Bacterial motors and other organelles

by David Turell @, Friday, June 28, 2019, 21:11 (1757 days ago) @ David Turell

Bacteria are highly complex with specific organelles. Although without a specific nucleus they have specific functional areas:

https://www.quantamagazine.org/bacterial-organelles-revise-ideas-about-which-came-first...

"for the past few decades, researchers have been quietly uncovering many complex structures within prokaryotes, including membrane-bound organelles. In contrast to eukaryotes, which all have a suite of organelles in common, different groups of prokaryotes showcase their own specialized compartments.

***

"And that list is only growing as scientists discover more and more compartments within supposedly simple bacterial cells. “Bacteria are a lot more complex, in other words, and may have a lot more similarities in their biology to eukaryotes than people have assumed in the past,” said John Fuerst, a microbiologist at the University of Queensland in Australia. The very existence of organelles in these bacteria, coupled with intriguing parallels to the more familiar ones that characterize eukaryotes, has prompted scientists to revise how they think about the evolution of cellular complexity — all while offering new ways to probe the basic principles that underlie it.

***

“'Historically, people have known about compartments in bacterial cells that carry out specific functions for a long, long time, going back to the 1800s,” said Arash Komeili, a microbiologist at the University of California, Berkeley. Yet, while eukaryotic organelles have been studied in great detail for many decades, it has only recently become possible to do so in prokaryotes. Bacteria are tiny: orders of magnitude smaller than typical eukaryotic cells, and sometimes even smaller than eukaryotes’ organelles. That made it extremely difficult to isolate and analyze bacterial compartments to get a sense of what they were — and what they were doing.

***

"A couple of decades ago, two-dimensional imaging by Fuerst and others seemed to indicate that the DNA of the bacterium Gemmata obscuriglobus was surrounded by a membrane, instantly raising comparisons to the eukaryotic nucleus. Those results have been called into question — imaging seems to indicate that the compartment isn’t entirely closed, meaning it does not satisfy the definition of an organelle — but experts remain excited about these bacteria. They have the most complex internal membrane system seen in prokaryotes to date, and they contain proteins that structurally resemble those that shape and maintain eukaryotic membranes. They also seem capable of processes that were thought to be unique to eukaryotes, such as digesting nutrients inside their cells and synthesizing molecules called sterols.
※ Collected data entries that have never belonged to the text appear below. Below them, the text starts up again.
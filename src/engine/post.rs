//! Proof-of-storage phase: winning and window proofs, cold then hot.

use std::time::Instant;

use rand::RngCore;

use crate::core::{
    ActorId, Anomaly, HeatLabel, PoStProof, PoStVerifyInfo, PostTimings, SealedSectorInfo,
};
use crate::sealer::Sealer;
use crate::{BenchError, BenchResult};

/// Timings of the phase plus any proof judged invalid.
#[derive(Debug, Clone, Default, PartialEq, Eq)]
pub struct PostOutcome {
    pub timings: PostTimings,
    pub anomalies: Vec<Anomaly>,
}

/// Random 32-byte challenge.
pub fn random_challenge() -> [u8; 32] {
    let mut challenge = [0u8; 32];
    rand::thread_rng().fill_bytes(&mut challenge);
    challenge
}

/// Benchmark the proof-of-storage operations over already sealed sectors.
///
/// Runs sequentially: candidate selection, winning proof and verification
/// (cold then hot), window proof and verification (cold then hot).
pub fn run_post(
    sealer: &dyn Sealer,
    miner: ActorId,
    sectors: &[SealedSectorInfo],
    challenge: &[u8; 32],
) -> BenchResult<PostOutcome> {
    let first = sectors
        .first()
        .ok_or_else(|| BenchError::Config("proof-of-storage needs at least one sealed sector".into()))?;
    let mut out = PostOutcome::default();
    let t = &mut out.timings;

    tracing::info!("generating winning post candidates");
    let start = Instant::now();
    let indices = sealer.generate_winning_post_sector_challenge(
        first.seal_proof.winning_post_proof(),
        miner,
        challenge,
        sectors.len() as u64,
    )?;
    let candidates = indices
        .iter()
        .map(|&i| {
            usize::try_from(i)
                .ok()
                .and_then(|i| sectors.get(i))
                .copied()
                .ok_or_else(|| BenchError::Message(format!("challenged sector index {i} out of range")))
        })
        .collect::<BenchResult<Vec<_>>>()?;
    t.generate_candidates = start.elapsed();

    tracing::info!("computing winning post snark (cold)");
    let start = Instant::now();
    let cold = sealer.generate_winning_post(miner, &candidates, challenge)?;
    t.winning_proof_cold = start.elapsed();

    tracing::info!("computing winning post snark (hot)");
    let start = Instant::now();
    let hot = sealer.generate_winning_post(miner, &candidates, challenge)?;
    t.winning_proof_hot = start.elapsed();

    for (heat, proofs) in [(HeatLabel::Cold, cold), (HeatLabel::Hot, hot)] {
        let info = verify_info(miner, challenge, proofs, &candidates);
        let start = Instant::now();
        let ok = sealer.verify_winning_post(&info)?;
        let took = start.elapsed();
        match heat {
            HeatLabel::Cold => t.verify_winning_cold = took,
            HeatLabel::Hot => t.verify_winning_hot = took,
        }
        if !ok {
            tracing::error!(%heat, "winning post verification failed");
            out.anomalies.push(Anomaly::InvalidWinningPost { run: heat });
        }
    }

    tracing::info!("computing window post snark (cold)");
    let start = Instant::now();
    let (cold, skipped) = sealer.generate_window_post(miner, sectors, challenge)?;
    t.window_proof_cold = start.elapsed();
    if !skipped.is_empty() {
        tracing::warn!(?skipped, "window post skipped sectors");
    }

    tracing::info!("computing window post snark (hot)");
    let start = Instant::now();
    let (hot, _) = sealer.generate_window_post(miner, sectors, challenge)?;
    t.window_proof_hot = start.elapsed();

    for (heat, proofs) in [(HeatLabel::Cold, cold), (HeatLabel::Hot, hot)] {
        let info = verify_info(miner, challenge, proofs, sectors);
        let start = Instant::now();
        let ok = sealer.verify_window_post(&info)?;
        let took = start.elapsed();
        match heat {
            HeatLabel::Cold => t.verify_window_cold = took,
            HeatLabel::Hot => t.verify_window_hot = took,
        }
        if !ok {
            tracing::error!(%heat, "window post verification failed");
            out.anomalies.push(Anomaly::InvalidWindowPost { run: heat });
        }
    }

    Ok(out)
}

fn verify_info(
    miner: ActorId,
    challenge: &[u8; 32],
    proofs: Vec<PoStProof>,
    sectors: &[SealedSectorInfo],
) -> PoStVerifyInfo {
    PoStVerifyInfo {
        randomness: *challenge,
        proofs,
        challenged_sectors: sectors.to_vec(),
        prover: miner,
    }
}

#[cfg(test)]
mod tests {
    use super::*;
    use crate::core::{RegisteredSealProof, SectorId, SectorNumber};
    use crate::sealer::{MockConfig, MockOp, MockSealer};

    fn sealed(n: u64) -> SealedSectorInfo {
        let id = SectorId { miner: ActorId(1000), number: SectorNumber(n) };
        SealedSectorInfo {
            seal_proof: RegisteredSealProof::StackedDrg2KiBV1_1,
            sector_number: id.number,
            sealed_cid: MockSealer::sealed_cid_for(&id).unwrap(),
        }
    }

    #[test]
    fn test_post_runs_every_operation_twice() {
        let sealer = MockSealer::default_mock();
        let sectors = vec![sealed(0), sealed(1)];
        let out = run_post(&sealer, ActorId(1000), &sectors, &random_challenge()).unwrap();
        assert!(out.anomalies.is_empty());
        assert_eq!(sealer.count(MockOp::WinningChallenge), 1);
        assert_eq!(sealer.count(MockOp::WinningPost), 2);
        assert_eq!(sealer.count(MockOp::VerifyWinningPost), 2);
        assert_eq!(sealer.count(MockOp::WindowPost), 2);
        assert_eq!(sealer.count(MockOp::VerifyWindowPost), 2);
    }

    #[test]
    fn test_failed_verification_becomes_anomaly() {
        let sealer = MockSealer::new(MockConfig::new("mock").invalid_post());
        let out = run_post(&sealer, ActorId(1000), &[sealed(0)], &[9u8; 32]).unwrap();
        assert_eq!(out.anomalies.len(), 4);
        assert!(out.anomalies.contains(&Anomaly::InvalidWinningPost { run: HeatLabel::Hot }));
        assert!(out.anomalies.contains(&Anomaly::InvalidWindowPost { run: HeatLabel::Cold }));
    }

    #[test]
    fn test_verification_error_is_fatal() {
        let sealer = MockSealer::new(MockConfig::new("mock").fails(MockOp::VerifyWindowPost));
        assert!(run_post(&sealer, ActorId(1000), &[sealed(0)], &[1u8; 32]).is_err());
    }

    #[test]
    fn test_no_sectors_is_config_error() {
        let sealer = MockSealer::default_mock();
        let err = run_post(&sealer, ActorId(1000), &[], &[0u8; 32]).unwrap_err();
        assert!(matches!(err, BenchError::Config(_)));
        assert!(sealer.calls().is_empty());
    }
}
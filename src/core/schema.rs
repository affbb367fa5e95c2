//! Run results and the report schema.

use std::collections::BTreeMap;
use std::fmt;
use std::time::Duration;

use serde::{Deserialize, Serialize};

use crate::SystemInfo;

use super::commitment::{SealedSectorInfo, SectorCids, base64_bytes};
use super::sector::{SectorId, SectorSize};

/// Schema version for forward compatibility
pub const SCHEMA_VERSION: u32 = 1;

/// One step of the sealing pipeline.
#[derive(Debug, Clone, Copy, PartialEq, Eq, Hash, Serialize, Deserialize)]
pub enum Stage {
    AddPiece,
    PreCommit1,
    PreCommit2,
    Commit1,
    Commit2,
    Verify,
    Unseal,
}

impl Stage {
    pub const ALL: [Stage; 7] = [
        Stage::AddPiece,
        Stage::PreCommit1,
        Stage::PreCommit2,
        Stage::Commit1,
        Stage::Commit2,
        Stage::Verify,
        Stage::Unseal,
    ];

    pub fn as_str(&self) -> &'static str {
        match self {
            Stage::AddPiece => "AddPiece",
            Stage::PreCommit1 => "PreCommit1",
            Stage::PreCommit2 => "PreCommit2",
            Stage::Commit1 => "Commit1",
            Stage::Commit2 => "Commit2",
            Stage::Verify => "Verify",
            Stage::Unseal => "Unseal",
        }
    }
}

impl fmt::Display for Stage {
    fn fmt(&self, f: &mut fmt::Formatter<'_>) -> fmt::Result {
        f.write_str(self.as_str())
    }
}

/// Durations encoded as integer nanoseconds.
pub mod duration_nanos {
    use std::time::Duration;

    use serde::{Deserialize, Deserializer, Serializer};

    pub fn serialize<S: Serializer>(d: &Duration, s: S) -> Result<S::Ok, S::Error> {
        s.serialize_u64(u64::try_from(d.as_nanos()).unwrap_or(u64::MAX))
    }

    pub fn deserialize<'de, D: Deserializer<'de>>(d: D) -> Result<Duration, D::Error> {
        u64::deserialize(d).map(Duration::from_nanos)
    }
}

/// Wall-clock duration of every stage for one sector. Skipped stages stay zero.
#[derive(Debug, Clone, Copy, PartialEq, Eq, Default, Serialize, Deserialize)]
pub struct StageTiming {
    #[serde(with = "duration_nanos")]
    pub add_piece: Duration,
    #[serde(with = "duration_nanos")]
    pub pre_commit1: Duration,
    #[serde(with = "duration_nanos")]
    pub pre_commit2: Duration,
    #[serde(with = "duration_nanos")]
    pub commit1: Duration,
    #[serde(with = "duration_nanos")]
    pub commit2: Duration,
    #[serde(with = "duration_nanos")]
    pub verify: Duration,
    #[serde(with = "duration_nanos")]
    pub unseal: Duration,
}

impl StageTiming {
    pub fn get(&self, stage: Stage) -> Duration {
        match stage {
            Stage::AddPiece => self.add_piece,
            Stage::PreCommit1 => self.pre_commit1,
            Stage::PreCommit2 => self.pre_commit2,
            Stage::Commit1 => self.commit1,
            Stage::Commit2 => self.commit2,
            Stage::Verify => self.verify,
            Stage::Unseal => self.unseal,
        }
    }

    pub fn set(&mut self, stage: Stage, d: Duration) {
        let slot = match stage {
            Stage::AddPiece => &mut self.add_piece,
            Stage::PreCommit1 => &mut self.pre_commit1,
            Stage::PreCommit2 => &mut self.pre_commit2,
            Stage::Commit1 => &mut self.commit1,
            Stage::Commit2 => &mut self.commit2,
            Stage::Verify => &mut self.verify,
            Stage::Unseal => &mut self.unseal,
        };
        *slot = d;
    }

    /// Add every stage of `other` into `self`.
    pub fn accumulate(&mut self, other: &StageTiming) {
        for stage in Stage::ALL {
            self.set(stage, self.get(stage) + other.get(stage));
        }
    }
}

/// Everything one sector produced, retained for verification and reporting.
#[derive(Debug, Clone, PartialEq, Eq, Serialize, Deserialize)]
pub struct SectorOutcome {
    pub sector: SectorId,
    pub timing: StageTiming,
    pub sealed: SealedSectorInfo,
    pub cids: SectorCids,
    /// Commit2 proof; absent when Commit2 was skipped.
    #[serde(default, skip_serializing_if = "Option::is_none", with = "opt_base64")]
    pub proof: Option<Vec<u8>>,
    /// Seal verification result; absent when Verify did not run.
    #[serde(default, skip_serializing_if = "Option::is_none")]
    pub verified: Option<bool>,
}

mod opt_base64 {
    use serde::{Deserialize, Deserializer, Serializer};

    pub fn serialize<S: Serializer>(v: &Option<Vec<u8>>, s: S) -> Result<S::Ok, S::Error> {
        match v {
            Some(bytes) => super::base64_bytes::serialize(bytes, s),
            None => s.serialize_none(),
        }
    }

    pub fn deserialize<'de, D: Deserializer<'de>>(d: D) -> Result<Option<Vec<u8>>, D::Error> {
        #[derive(Deserialize)]
        struct Wrapped(#[serde(with = "super::base64_bytes")] Vec<u8>);
        Option::<Wrapped>::deserialize(d).map(|w| w.map(|Wrapped(b)| b))
    }
}

/// Ordered (by sector index) result of a sealing run.
#[derive(Debug, Clone, Default, PartialEq, Eq, Serialize, Deserialize)]
pub struct RunResult {
    pub sectors: Vec<SectorOutcome>,
}

impl RunResult {
    pub fn timings(&self) -> Vec<StageTiming> {
        self.sectors.iter().map(|s| s.timing).collect()
    }

    pub fn sealed_sectors(&self) -> Vec<SealedSectorInfo> {
        self.sectors.iter().map(|s| s.sealed).collect()
    }

    /// Sectors whose seal proof was computed but judged invalid.
    pub fn invalid_proofs(&self) -> Vec<SectorId> {
        self.sectors
            .iter()
            .filter(|s| s.verified == Some(false))
            .map(|s| s.sector)
            .collect()
    }
}

/// A proof that was computed but failed verification.
#[derive(Debug, Clone, PartialEq, Eq, Serialize, Deserialize)]
#[serde(tag = "kind", rename_all = "snake_case")]
pub enum Anomaly {
    InvalidSealProof { sector: SectorId },
    InvalidWinningPost { run: HeatLabel },
    InvalidWindowPost { run: HeatLabel },
}

impl fmt::Display for Anomaly {
    fn fmt(&self, f: &mut fmt::Formatter<'_>) -> fmt::Result {
        match self {
            Anomaly::InvalidSealProof { sector } => write!(f, "porep proof for sector {sector} was invalid"),
            Anomaly::InvalidWinningPost { run } => write!(f, "winning post verification failed ({run})"),
            Anomaly::InvalidWindowPost { run } => write!(f, "window post verification failed ({run})"),
        }
    }
}

/// First (cold) or repeated (hot) invocation of an expensive operation.
#[derive(Debug, Clone, Copy, PartialEq, Eq, Serialize, Deserialize)]
#[serde(rename_all = "snake_case")]
pub enum HeatLabel {
    Cold,
    Hot,
}

impl fmt::Display for HeatLabel {
    fn fmt(&self, f: &mut fmt::Formatter<'_>) -> fmt::Result {
        match self {
            HeatLabel::Cold => f.write_str("cold"),
            HeatLabel::Hot => f.write_str("hot"),
        }
    }
}

/// Proof-of-storage phase timings.
#[derive(Debug, Clone, Copy, PartialEq, Eq, Default, Serialize, Deserialize)]
pub struct PostTimings {
    #[serde(with = "duration_nanos")]
    pub generate_candidates: Duration,
    #[serde(with = "duration_nanos")]
    pub winning_proof_cold: Duration,
    #[serde(with = "duration_nanos")]
    pub winning_proof_hot: Duration,
    #[serde(with = "duration_nanos")]
    pub verify_winning_cold: Duration,
    #[serde(with = "duration_nanos")]
    pub verify_winning_hot: Duration,
    #[serde(with = "duration_nanos")]
    pub window_proof_cold: Duration,
    #[serde(with = "duration_nanos")]
    pub window_proof_hot: Duration,
    #[serde(with = "duration_nanos")]
    pub verify_window_cold: Duration,
    #[serde(with = "duration_nanos")]
    pub verify_window_hot: Duration,
}

/// Canonical benchmark report for a sealing run.
#[derive(Debug, Clone, Serialize, Deserialize)]
pub struct BenchResults {
    pub schema_version: u32,
    pub timestamp: String,
    pub env_vars: BTreeMap<String, String>,
    pub sector_size: SectorSize,
    pub sector_number: usize,
    pub sealing_sum: StageTiming,
    pub sealing_results: Vec<StageTiming>,
    #[serde(default, skip_serializing_if = "Option::is_none")]
    pub post: Option<PostTimings>,
    #[serde(default, skip_serializing_if = "Vec::is_empty")]
    pub anomalies: Vec<Anomaly>,
    #[serde(default, skip_serializing_if = "Option::is_none")]
    pub system: Option<SystemInfo>,
}

impl BenchResults {
    pub fn new(sector_size: SectorSize, sector_number: usize, sealing_results: Vec<StageTiming>) -> Self {
        BenchResults {
            schema_version: SCHEMA_VERSION,
            timestamp: crate::now_rfc3339(),
            env_vars: BTreeMap::new(),
            sector_size,
            sector_number,
            sealing_sum: StageTiming::default(),
            sealing_results,
            post: None,
            anomalies: Vec::new(),
            system: None,
        }
    }
}
//! On-disk layout of sector files.
//!
//! Sectors live under a storage root in three directories, `unsealed/`, `sealed/`
//! and `cache/`, each entry named after the sector (`s-t01000-10`).

use std::path::{Path, PathBuf};

use crate::BenchResult;
use crate::core::SectorId;

#[derive(Debug, Clone, Copy, PartialEq, Eq)]
pub enum SectorFileType {
    Unsealed,
    Sealed,
    Cache,
}

impl SectorFileType {
    pub const ALL: [SectorFileType; 3] =
        [SectorFileType::Unsealed, SectorFileType::Sealed, SectorFileType::Cache];

    pub fn dir_name(self) -> &'static str {
        match self {
            SectorFileType::Unsealed => "unsealed",
            SectorFileType::Sealed => "sealed",
            SectorFileType::Cache => "cache",
        }
    }
}

#[derive(Debug, Clone)]
pub struct SectorStore {
    root: PathBuf,
}

impl SectorStore {
    pub fn new(root: impl Into<PathBuf>) -> Self {
        SectorStore { root: root.into() }
    }

    /// Create the store root and its sector directories.
    pub fn open(root: impl Into<PathBuf>) -> BenchResult<Self> {
        let store = Self::new(root);
        for ft in SectorFileType::ALL {
            std::fs::create_dir_all(store.root.join(ft.dir_name()))?;
        }
        Ok(store)
    }

    pub fn root(&self) -> &Path {
        &self.root
    }

    pub fn path(&self, sector: &SectorId, ft: SectorFileType) -> PathBuf {
        self.root.join(ft.dir_name()).join(sector.to_string())
    }

    pub fn unsealed_path(&self, sector: &SectorId) -> PathBuf {
        self.path(sector, SectorFileType::Unsealed)
    }

    pub fn sealed_path(&self, sector: &SectorId) -> PathBuf {
        self.path(sector, SectorFileType::Sealed)
    }

    pub fn cache_path(&self, sector: &SectorId) -> PathBuf {
        self.path(sector, SectorFileType::Cache)
    }

    /// Remove the unsealed copy of a sector. Returns whether anything was removed.
    pub fn remove_unsealed(&self, sector: &SectorId) -> BenchResult<bool> {
        let path = self.unsealed_path(sector);
        let res = if path.is_dir() {
            std::fs::remove_dir_all(&path)
        } else {
            std::fs::remove_file(&path)
        };
        match res {
            Ok(()) => Ok(true),
            Err(e) if e.kind() == std::io::ErrorKind::NotFound => Ok(false),
            Err(e) => Err(e.into()),
        }
    }

    /// Temporary file inside the store, used to stage piece bytes.
    pub fn staging_file(&self) -> BenchResult<tempfile::NamedTempFile> {
        Ok(tempfile::Builder::new().prefix("piece-").tempfile_in(&self.root)?)
    }
}

#[cfg(test)]
mod tests {
    use super::*;
    use crate::core::{ActorId, SectorNumber};

    fn sector() -> SectorId {
        SectorId { miner: ActorId(1000), number: SectorNumber(10) }
    }

    #[test]
    fn test_layout() {
        let dir = tempfile::tempdir().unwrap();
        let store = SectorStore::open(dir.path()).unwrap();
        assert_eq!(store.unsealed_path(&sector()), dir.path().join("unsealed/s-t01000-10"));
        assert!(dir.path().join("sealed").is_dir());
        assert!(dir.path().join("cache").is_dir());
    }

    #[test]
    fn test_remove_unsealed() {
        let dir = tempfile::tempdir().unwrap();
        let store = SectorStore::open(dir.path()).unwrap();
        assert!(!store.remove_unsealed(&sector()).unwrap());
        std::fs::write(store.unsealed_path(&sector()), b"data").unwrap();
        assert!(store.remove_unsealed(&sector()).unwrap());
        assert!(!store.unsealed_path(&sector()).exists());
    }
}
“'The problem is, we basically don’t know anything about [this membrane system],” said Damien Devos,

***

"Bacteria also seem to have a wide variety of enclosed structures that are bound not by a lipid membrane but by a protein coat. Take carboxysomes, which evolved in bacteria twice, independently, to fix carbon. They and smaller, self-assembling nanocompartments have a polyhedral structure that looks shockingly like a viral capsid, the protein shell that encloses viral genomic material.

"The catalog keeps getting longer: Komeili and his colleagues recently discovered a new lipid-bound organelle that accumulates iron, which they’ve dubbed the ferrosome. Bacteria seem to have a cornucopia of such organelles, with more waiting to be discovered."

Comment: These studies raise the issue of just how complex was original life if it started with so-called simple bacteria. Perhaps not so simple and required a designer.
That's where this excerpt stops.